Directions ->
Of the lines below, write out exactly those from the line with "a partially finished" through the line with "use crate::config::InstallerConfig;", both included, and skip the rest.

Stored items ->
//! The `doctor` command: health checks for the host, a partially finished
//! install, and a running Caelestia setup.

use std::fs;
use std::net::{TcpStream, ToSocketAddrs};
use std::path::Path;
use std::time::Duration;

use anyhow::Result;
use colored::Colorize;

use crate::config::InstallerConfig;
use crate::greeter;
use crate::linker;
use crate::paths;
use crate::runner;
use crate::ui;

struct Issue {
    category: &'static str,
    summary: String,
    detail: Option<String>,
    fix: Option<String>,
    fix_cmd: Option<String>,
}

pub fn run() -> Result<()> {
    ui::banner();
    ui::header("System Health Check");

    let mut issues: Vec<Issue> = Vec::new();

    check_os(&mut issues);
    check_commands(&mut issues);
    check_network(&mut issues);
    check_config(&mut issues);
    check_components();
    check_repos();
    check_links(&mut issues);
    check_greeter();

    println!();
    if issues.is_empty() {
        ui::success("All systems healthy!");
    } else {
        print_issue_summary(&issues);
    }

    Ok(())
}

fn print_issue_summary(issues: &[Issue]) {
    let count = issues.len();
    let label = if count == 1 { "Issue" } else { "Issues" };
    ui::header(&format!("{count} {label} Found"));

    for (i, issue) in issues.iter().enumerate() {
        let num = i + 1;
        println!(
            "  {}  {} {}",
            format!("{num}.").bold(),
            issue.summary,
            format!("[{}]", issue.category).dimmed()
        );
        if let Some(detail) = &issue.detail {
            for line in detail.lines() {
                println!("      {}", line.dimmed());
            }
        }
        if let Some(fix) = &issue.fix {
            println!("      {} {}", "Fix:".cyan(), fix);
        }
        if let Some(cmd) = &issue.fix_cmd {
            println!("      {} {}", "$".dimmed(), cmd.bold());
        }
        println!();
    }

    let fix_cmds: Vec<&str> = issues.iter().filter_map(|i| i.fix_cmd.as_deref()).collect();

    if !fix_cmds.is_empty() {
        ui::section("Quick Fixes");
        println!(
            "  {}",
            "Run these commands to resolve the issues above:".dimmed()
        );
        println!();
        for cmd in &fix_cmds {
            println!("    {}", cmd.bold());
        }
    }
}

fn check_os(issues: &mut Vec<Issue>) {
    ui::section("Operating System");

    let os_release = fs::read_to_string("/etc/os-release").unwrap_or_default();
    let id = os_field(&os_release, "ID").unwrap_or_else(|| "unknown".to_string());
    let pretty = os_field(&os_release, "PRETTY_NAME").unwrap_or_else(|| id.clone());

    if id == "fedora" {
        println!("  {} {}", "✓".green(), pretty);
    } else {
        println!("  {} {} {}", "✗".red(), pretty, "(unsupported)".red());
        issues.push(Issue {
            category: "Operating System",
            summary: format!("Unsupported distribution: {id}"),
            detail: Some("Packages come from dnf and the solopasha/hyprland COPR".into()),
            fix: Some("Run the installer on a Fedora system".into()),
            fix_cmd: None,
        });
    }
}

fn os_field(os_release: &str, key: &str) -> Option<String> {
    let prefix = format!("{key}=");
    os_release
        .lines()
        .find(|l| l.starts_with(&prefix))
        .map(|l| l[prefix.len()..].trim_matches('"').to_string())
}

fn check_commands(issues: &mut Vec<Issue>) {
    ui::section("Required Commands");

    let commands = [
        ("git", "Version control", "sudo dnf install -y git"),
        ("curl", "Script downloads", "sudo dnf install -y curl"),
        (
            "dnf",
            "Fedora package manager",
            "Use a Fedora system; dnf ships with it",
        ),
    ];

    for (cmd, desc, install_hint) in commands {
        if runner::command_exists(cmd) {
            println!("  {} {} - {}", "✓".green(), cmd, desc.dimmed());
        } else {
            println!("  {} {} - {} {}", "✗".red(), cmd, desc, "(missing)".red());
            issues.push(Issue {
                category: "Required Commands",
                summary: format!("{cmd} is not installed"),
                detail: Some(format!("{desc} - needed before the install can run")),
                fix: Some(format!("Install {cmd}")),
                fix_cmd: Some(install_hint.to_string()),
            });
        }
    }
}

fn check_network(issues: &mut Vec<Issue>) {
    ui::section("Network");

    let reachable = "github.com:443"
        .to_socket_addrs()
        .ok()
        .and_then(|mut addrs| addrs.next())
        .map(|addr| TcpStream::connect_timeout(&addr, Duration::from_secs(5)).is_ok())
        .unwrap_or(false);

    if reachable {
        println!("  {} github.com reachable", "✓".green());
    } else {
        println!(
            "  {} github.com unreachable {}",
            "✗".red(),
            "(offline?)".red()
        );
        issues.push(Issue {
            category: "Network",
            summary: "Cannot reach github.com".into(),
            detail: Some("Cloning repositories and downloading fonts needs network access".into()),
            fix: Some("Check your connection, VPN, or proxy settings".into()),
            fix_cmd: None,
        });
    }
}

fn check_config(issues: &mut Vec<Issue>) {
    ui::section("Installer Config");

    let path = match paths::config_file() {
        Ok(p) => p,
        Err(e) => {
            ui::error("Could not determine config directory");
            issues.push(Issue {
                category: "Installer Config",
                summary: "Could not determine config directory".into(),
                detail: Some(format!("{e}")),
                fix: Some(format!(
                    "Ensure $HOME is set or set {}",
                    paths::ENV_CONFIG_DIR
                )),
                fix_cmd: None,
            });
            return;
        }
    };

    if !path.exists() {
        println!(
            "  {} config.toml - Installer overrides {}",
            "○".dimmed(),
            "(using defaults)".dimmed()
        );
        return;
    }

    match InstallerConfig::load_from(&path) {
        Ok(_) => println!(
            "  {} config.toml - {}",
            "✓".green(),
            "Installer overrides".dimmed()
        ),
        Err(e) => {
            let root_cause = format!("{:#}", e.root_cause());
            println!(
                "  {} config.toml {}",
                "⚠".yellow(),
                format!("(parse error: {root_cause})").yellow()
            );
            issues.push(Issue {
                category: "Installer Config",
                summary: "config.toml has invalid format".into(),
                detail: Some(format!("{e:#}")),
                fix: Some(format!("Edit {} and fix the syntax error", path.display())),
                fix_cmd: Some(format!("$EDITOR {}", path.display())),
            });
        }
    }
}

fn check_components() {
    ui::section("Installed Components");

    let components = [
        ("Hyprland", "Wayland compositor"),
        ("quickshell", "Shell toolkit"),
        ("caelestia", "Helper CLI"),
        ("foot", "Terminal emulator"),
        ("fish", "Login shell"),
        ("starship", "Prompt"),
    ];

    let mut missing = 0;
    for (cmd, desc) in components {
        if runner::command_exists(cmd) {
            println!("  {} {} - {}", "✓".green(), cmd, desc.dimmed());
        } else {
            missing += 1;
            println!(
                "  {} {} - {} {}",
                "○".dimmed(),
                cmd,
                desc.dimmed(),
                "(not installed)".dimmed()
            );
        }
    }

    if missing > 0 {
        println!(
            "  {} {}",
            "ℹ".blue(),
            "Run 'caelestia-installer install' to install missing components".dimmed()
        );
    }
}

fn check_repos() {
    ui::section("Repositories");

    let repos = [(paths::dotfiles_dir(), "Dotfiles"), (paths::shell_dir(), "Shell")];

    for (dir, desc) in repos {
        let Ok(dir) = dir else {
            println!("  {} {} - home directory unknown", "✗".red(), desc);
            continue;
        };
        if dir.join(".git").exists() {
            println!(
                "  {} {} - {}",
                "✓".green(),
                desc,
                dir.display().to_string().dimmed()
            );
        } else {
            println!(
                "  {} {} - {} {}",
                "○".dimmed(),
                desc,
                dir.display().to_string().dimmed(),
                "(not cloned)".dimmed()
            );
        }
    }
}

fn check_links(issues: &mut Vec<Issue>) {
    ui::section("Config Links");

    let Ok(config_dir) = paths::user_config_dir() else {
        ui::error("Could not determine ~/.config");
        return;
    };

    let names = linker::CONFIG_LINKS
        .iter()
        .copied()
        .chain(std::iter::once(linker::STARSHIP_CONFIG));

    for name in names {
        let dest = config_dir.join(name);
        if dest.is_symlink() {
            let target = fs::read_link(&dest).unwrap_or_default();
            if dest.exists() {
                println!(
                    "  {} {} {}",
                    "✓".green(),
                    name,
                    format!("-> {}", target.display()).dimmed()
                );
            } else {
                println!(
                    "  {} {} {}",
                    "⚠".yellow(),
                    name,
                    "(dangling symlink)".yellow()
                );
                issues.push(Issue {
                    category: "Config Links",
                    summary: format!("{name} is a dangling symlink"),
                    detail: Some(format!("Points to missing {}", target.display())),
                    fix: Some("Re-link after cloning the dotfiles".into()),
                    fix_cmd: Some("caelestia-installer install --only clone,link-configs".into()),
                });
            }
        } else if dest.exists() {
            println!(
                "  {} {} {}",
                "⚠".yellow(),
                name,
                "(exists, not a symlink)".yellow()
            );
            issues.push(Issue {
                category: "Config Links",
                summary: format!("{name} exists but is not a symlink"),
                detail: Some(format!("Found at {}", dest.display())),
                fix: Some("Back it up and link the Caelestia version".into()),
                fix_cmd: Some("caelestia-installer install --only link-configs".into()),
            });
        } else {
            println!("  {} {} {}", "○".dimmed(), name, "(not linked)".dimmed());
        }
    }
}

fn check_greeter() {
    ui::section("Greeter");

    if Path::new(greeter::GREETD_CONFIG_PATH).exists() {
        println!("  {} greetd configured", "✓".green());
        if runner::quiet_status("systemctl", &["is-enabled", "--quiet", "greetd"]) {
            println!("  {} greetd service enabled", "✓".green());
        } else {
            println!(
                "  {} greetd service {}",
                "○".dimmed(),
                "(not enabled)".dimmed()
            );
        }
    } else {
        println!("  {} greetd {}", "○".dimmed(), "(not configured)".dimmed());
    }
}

==

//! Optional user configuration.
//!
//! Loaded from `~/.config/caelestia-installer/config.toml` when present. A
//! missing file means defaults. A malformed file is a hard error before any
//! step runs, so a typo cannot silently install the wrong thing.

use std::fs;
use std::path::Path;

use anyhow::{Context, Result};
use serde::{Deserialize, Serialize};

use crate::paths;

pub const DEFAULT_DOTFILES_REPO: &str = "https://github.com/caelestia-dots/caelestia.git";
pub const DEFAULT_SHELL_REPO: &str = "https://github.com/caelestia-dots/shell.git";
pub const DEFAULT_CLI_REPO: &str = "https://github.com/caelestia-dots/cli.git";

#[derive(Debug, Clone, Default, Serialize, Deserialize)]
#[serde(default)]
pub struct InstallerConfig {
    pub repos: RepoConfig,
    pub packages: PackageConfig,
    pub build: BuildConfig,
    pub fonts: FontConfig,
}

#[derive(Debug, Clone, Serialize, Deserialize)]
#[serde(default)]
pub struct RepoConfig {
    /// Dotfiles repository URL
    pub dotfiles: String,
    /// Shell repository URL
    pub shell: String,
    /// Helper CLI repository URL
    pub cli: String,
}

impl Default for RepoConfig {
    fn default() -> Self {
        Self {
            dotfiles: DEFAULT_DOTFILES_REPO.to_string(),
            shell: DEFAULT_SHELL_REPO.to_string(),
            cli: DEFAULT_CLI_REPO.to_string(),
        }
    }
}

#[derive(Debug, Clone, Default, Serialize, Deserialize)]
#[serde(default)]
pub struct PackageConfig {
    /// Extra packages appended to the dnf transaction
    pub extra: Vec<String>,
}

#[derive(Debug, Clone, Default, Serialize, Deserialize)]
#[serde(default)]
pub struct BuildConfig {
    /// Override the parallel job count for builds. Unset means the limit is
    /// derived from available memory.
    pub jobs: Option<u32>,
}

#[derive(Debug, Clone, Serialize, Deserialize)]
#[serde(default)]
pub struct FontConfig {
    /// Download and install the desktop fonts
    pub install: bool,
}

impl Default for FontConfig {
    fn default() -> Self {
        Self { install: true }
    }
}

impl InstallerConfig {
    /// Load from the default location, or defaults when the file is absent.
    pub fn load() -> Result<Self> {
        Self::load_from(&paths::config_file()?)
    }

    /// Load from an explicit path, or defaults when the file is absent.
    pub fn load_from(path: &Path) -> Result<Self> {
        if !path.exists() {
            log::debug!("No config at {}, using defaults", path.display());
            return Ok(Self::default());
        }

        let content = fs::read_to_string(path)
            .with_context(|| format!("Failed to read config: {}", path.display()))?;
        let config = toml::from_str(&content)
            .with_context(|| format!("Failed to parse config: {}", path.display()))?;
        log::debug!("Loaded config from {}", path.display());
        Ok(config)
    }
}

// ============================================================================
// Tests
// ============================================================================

Result for this exercise ->
//! The `doctor` command: health checks for the host, a partially finished
//! install, and a running Caelestia setup.

use std::fs;
use std::net::{TcpStream, ToSocketAddrs};
use std::path::Path;
use std::time::Duration;

use anyhow::Result;
use colored::Colorize;

use crate::config::InstallerConfig;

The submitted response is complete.